The problem: Check each line of the listing for the string "SilenceDetector". Copy those where it appears.

Data:
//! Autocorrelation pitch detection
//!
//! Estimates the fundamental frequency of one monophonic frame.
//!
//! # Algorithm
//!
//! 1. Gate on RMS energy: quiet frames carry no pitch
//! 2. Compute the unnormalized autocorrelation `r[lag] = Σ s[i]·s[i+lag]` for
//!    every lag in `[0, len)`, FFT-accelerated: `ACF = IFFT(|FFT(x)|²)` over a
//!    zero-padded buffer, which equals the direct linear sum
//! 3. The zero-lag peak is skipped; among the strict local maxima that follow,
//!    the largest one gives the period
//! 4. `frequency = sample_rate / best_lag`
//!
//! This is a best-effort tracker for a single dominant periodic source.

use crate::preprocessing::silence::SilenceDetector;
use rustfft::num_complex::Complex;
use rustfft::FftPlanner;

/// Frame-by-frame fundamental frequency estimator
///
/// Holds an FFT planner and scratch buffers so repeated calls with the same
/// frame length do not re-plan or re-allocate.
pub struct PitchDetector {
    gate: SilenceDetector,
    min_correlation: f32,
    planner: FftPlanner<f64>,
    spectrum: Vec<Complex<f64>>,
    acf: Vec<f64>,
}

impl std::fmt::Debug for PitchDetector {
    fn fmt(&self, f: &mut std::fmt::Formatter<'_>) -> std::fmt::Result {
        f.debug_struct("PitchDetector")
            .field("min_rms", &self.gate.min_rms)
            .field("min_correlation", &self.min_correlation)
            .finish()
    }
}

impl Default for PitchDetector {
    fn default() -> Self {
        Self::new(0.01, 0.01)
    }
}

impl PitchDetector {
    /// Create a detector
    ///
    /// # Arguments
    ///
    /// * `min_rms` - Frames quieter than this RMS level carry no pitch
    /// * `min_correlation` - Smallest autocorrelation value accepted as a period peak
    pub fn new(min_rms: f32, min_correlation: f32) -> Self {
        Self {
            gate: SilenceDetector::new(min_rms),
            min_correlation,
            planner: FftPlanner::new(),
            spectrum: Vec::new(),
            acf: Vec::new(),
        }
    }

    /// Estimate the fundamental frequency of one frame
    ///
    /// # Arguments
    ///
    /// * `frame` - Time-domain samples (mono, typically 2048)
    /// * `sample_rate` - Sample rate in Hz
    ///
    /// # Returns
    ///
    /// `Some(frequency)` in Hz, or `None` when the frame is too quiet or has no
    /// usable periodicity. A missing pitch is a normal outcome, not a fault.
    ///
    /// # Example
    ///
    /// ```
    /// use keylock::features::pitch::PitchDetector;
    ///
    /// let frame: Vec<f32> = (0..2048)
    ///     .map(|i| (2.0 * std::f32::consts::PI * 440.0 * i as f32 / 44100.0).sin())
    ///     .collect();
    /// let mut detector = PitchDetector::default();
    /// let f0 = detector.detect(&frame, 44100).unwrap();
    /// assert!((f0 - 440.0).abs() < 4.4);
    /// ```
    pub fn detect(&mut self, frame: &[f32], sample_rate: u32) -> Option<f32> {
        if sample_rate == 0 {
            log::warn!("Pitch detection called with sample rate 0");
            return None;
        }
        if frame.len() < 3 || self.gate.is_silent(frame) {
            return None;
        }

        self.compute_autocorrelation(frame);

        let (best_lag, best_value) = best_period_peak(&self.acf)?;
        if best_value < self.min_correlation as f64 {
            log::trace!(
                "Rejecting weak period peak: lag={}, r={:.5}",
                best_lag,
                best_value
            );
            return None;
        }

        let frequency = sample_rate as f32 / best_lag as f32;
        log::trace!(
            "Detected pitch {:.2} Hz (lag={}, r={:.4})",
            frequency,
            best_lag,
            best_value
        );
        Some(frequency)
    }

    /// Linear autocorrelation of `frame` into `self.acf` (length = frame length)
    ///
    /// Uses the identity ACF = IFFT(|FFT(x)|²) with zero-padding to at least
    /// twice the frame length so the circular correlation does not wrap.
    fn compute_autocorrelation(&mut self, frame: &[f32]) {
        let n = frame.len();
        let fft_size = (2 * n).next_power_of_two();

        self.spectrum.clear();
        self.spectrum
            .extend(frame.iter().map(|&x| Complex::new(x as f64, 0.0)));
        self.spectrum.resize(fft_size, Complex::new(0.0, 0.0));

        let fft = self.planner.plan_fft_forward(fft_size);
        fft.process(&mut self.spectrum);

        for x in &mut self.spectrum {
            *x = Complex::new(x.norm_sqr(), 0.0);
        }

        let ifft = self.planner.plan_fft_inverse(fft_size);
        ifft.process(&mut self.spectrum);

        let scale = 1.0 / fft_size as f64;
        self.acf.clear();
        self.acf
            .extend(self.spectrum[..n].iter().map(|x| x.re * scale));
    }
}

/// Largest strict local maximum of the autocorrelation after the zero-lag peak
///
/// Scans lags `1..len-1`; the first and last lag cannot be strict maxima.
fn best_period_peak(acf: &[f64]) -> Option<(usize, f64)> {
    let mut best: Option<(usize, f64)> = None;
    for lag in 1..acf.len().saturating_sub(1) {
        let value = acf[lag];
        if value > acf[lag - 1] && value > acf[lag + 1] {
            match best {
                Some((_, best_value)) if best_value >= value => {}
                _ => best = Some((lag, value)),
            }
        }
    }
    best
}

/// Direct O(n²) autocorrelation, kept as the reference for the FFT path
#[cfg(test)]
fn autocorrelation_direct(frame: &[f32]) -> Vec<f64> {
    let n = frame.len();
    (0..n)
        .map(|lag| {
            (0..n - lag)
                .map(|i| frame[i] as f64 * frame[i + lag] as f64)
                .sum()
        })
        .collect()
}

Written response:
use crate::preprocessing::silence::SilenceDetector;
    gate: SilenceDetector,
            gate: SilenceDetector::new(min_rms),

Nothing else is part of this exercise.